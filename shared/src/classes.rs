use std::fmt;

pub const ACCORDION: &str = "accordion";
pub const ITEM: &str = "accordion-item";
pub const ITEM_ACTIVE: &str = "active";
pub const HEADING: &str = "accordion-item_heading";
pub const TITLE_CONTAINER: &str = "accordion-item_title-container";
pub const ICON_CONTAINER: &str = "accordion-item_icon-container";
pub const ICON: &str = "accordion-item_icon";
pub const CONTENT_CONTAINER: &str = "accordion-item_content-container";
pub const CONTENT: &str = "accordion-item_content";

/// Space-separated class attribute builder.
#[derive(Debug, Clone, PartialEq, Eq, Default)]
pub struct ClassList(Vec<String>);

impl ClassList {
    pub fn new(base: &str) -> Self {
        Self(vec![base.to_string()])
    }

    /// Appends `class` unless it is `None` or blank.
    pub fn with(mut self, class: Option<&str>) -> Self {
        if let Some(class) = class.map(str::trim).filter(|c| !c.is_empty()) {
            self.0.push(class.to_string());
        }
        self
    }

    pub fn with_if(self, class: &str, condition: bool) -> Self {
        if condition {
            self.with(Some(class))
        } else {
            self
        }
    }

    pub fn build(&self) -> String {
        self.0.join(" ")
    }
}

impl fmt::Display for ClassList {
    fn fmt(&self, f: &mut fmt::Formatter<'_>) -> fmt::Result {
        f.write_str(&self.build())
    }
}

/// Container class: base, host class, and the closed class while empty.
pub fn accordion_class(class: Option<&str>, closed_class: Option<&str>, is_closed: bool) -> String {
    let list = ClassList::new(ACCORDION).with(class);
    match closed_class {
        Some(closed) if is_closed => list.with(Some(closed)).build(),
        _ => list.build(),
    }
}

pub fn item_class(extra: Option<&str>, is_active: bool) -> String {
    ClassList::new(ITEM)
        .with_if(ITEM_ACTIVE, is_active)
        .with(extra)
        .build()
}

* Task statement *
Return, from the data above, each line in which the string "extra" appears.

* Result of this exercise *
pub fn item_class(extra: Option<&str>, is_active: bool) -> String {
        .with(extra)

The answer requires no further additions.